Frama-C is a static analysis tool that does not just match “dangerous” function names or code patterns like RATS, and that does more than Splint’s memory management, control flow checks and reachability analysis. Frama-C uses abstract interpretation to analyse the potential values of variables and detect a whole other bunch of bugs in programs. It also provides a specification language to write assertions or pre-conditions on functions and prove that these assumptions hold. Frama-C is designed for correctness: it will report false positives (for instance fail to validate an assertion on the return value of a function) but never true negatives. It focuses on showing the absence of bugs, by proving assertions respect pre-conditions. This has applications in evaluating the safety of critical systems.

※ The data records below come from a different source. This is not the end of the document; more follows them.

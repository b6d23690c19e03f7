//! Zeroizing container for exported private key material
//!
//! Seeds and PKCS#8 exports pass through this type between key generation and
//! OpenSSH encoding. The buffer is:
//! 1. Zeroed when dropped
//! 2. Redacted in `Debug` output
//! 3. Locked in memory where the OS allows it, so it stays out of swap

use std::ops::Deref;

use zeroize::Zeroize;

pub struct SecureBytes {
    data: Vec<u8>,
    /// Length of the region handed to `mlock`, zero once released
    locked_len: usize,
}

impl SecureBytes {
    /// Take ownership of `data`; the vector is never reallocated afterwards
    pub fn new(data: Vec<u8>) -> Self {
        let locked_len = data.len();
        let secure = Self { data, locked_len };
        secure.lock_memory();
        secure
    }

    /// Best effort, fails silently without the privilege or rlimit to lock
    #[cfg(unix)]
    fn lock_memory(&self) {
        if self.locked_len == 0 {
            return;
        }
        // SAFETY: the pointer and length describe memory owned by this Vec
        unsafe {
            libc::mlock(self.data.as_ptr() as *const libc::c_void, self.locked_len);
        }
    }

    #[cfg(unix)]
    fn unlock_memory(&self) {
        if self.locked_len == 0 {
            return;
        }
        // SAFETY: same region that was passed to mlock, still owned by this Vec
        unsafe {
            libc::munlock(self.data.as_ptr() as *const libc::c_void, self.locked_len);
        }
    }

    #[cfg(not(unix))]
    fn lock_memory(&self) {}

    #[cfg(not(unix))]
    fn unlock_memory(&self) {}

    /// Unlock the region while its length is still known, then zero it.
    /// Returns the number of bytes unlocked.
    fn wipe(&mut self) -> usize {
        let unlocked = self.locked_len;
        self.unlock_memory();
        self.locked_len = 0;
        self.data.zeroize();
        unlocked
    }

    pub fn len(&self) -> usize {
        self.data.len()
    }

    pub fn is_empty(&self) -> bool {
        self.data.is_empty()
    }
}

impl Drop for SecureBytes {
    fn drop(&mut self) {
        self.wipe();
    }
}

impl Deref for SecureBytes {
    type Target = [u8];

    fn deref(&self) -> &Self::Target {
        &self.data
    }
}

impl From<Vec<u8>> for SecureBytes {
    fn from(data: Vec<u8>) -> Self {
        Self::new(data)
    }
}

impl From<&[u8]> for SecureBytes {
    fn from(data: &[u8]) -> Self {
        Self::new(data.to_vec())
    }
}

impl std::fmt::Debug for SecureBytes {
    fn fmt(&self, f: &mut std::fmt::Formatter<'_>) -> std::fmt::Result {
        f.debug_struct("SecureBytes")
            .field("len", &self.data.len())
            .field("data", &"[REDACTED]")
            .finish()
    }
}
//! Describe the structure of an unencrypted OpenSSH private key
//!
//! Secret fields are reported by size only.

use std::fs;
use std::path::Path;

use colored::Colorize;

use crate::error::Result;
use crate::ssh::{decode_private_key, fingerprint_sha256, KeyFields};

pub fn run(path: &Path) -> Result<()> {
    let text = fs::read_to_string(path)?;
    let key = decode_private_key(&text)?;

    println!("{}", format!("=== {} ===", path.display()).cyan().bold());
    println!("Cipher / KDF:   {} / {}", key.cipher, key.kdf);
    println!("Key type:       {}", key.key_type);
    println!("Fingerprint:    {}", fingerprint_sha256(&key.public_blob));
    println!("Comment:        {}", key.comment);
    println!(
        "Check-ints:     {}",
        if key.check_ints.0 == key.check_ints.1 {
            "match".green()
        } else {
            "mismatch".red()
        }
    );
    println!("Padding:        {} bytes", key.padding.len());

    match &key.fields {
        KeyFields::Ed25519 { public, private } => {
            println!("Public key:     {} bytes", public.len());
            println!("Private key:    {} bytes (seed + public)", private.len());
        }
        KeyFields::Rsa { n, e, .. } => {
            let bits = n.iter().skip_while(|&&b| b == 0).count() * 8;
            println!("Modulus:        ~{} bits", bits);
            println!("Exponent:       {} bytes", e.len());
            println!("Private fields: d, iqmp, p, q");
        }
    }

    Ok(())
}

What interests us here is the combination of value analysis and slicing, as the slicing lab with my language-based security students this year was a bit… light! In my defence, I didn’t expect them to actually do their homework! We’ll work through combining value analysis and slicing on code samples, starting up with more basic aspects of Frama-C. This post is in its vast majority inspired from the contents of the Frama-C documentation. In particular, many code samples are taken or derived from the Value analysis documentation.
Update: I’ve received interesting feedback on this article from Julien Signoles, one of the many talented people behind Frama-C. I’ve amended/clarified some of the things I discuss in the post, mostly changing ambiguous vocabulary I used to avoid confusions. Julien also explained in more details some aspects of Frama-C which I had forgotten, and so I’ll try to inject his own wisdom into the original article. Thanks Julien!